We’re talking about the people who forge steel, manufacture pipe, produce sand, do environmental work, research deeds and operate hotels. Faced with the prospect of indefinite delay in New York, these folks have decided to move ahead in Pennsylvania instead — building facilities and opening offices less than a half-hour’s drive from New York’s border. Those jobs will remain in Pennsylvania, and the longer the delay, the better the chances they’ll be held by Pennsylvanians.

The other key point to consider is infrastructure. According to Pennsylvania production figures, 19 of the top 20 producing natural gas wells in the entire state reside along a three-county stretch bordering New York. As more wells are developed there, available space in the existing pipeline network will gradually shrink.

The irony is that New York consumes more natural gas than any state east of the Mississippi, with more than 30 percent of the state’s electricity derived from it (10 percentage points above the national average) and more natural gas used in the transportation sector than every state but California.
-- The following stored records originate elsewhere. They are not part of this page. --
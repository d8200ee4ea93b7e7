use http::StatusCode;
use oauth2_session::{CoordinationError, OAuth2Error};

/// Helper trait for converting errors to a standard response error format
pub trait IntoResponseError<T> {
    fn into_response_error(self) -> Result<T, (StatusCode, String)>;
}

/// Implementation for CoordinationError to map variants to appropriate status codes
impl<T> IntoResponseError<T> for Result<T, CoordinationError> {
    fn into_response_error(self) -> Result<T, (StatusCode, String)> {
        self.map_err(|e| {
            let status = match &e {
                CoordinationError::Unauthorized => StatusCode::UNAUTHORIZED,
                // A forged or replayed callback, or a code GitHub refused
                // to exchange, is the client's fault
                CoordinationError::OAuth2Error(OAuth2Error::InvalidState(_)) => {
                    StatusCode::BAD_REQUEST
                }
                CoordinationError::OAuth2Error(OAuth2Error::AuthorizationCode(_)) => {
                    StatusCode::BAD_REQUEST
                }
                _ => StatusCode::INTERNAL_SERVER_ERROR,
            };
            (status, e.to_string())
        })
    }
}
There’s a reason that New Yorkers boast the lowest per-capita carbon dioxide emissions of anyone in the country — and it’s not just because of the subway. It’s because of natural gas.

The short-term economic case for harvesting clean energy resources from the Marcellus is no less compelling — especially with 900,000 New Yorkers out of work, and the state dealing with a $9 billion gap in its budget. New taxes, pay freezes for state workers, consolidation of public schools — these are some of the tools that Gov. Andrew Cuomo has indicated he’ll use to get the state back on a path toward fiscal sustainability. Why not one more?

Has there ever been a more important time to take advantage of these opportunities? Has there ever been a more obvious one?

Klaber is president and executive director of the Marcellus Shale Coalition.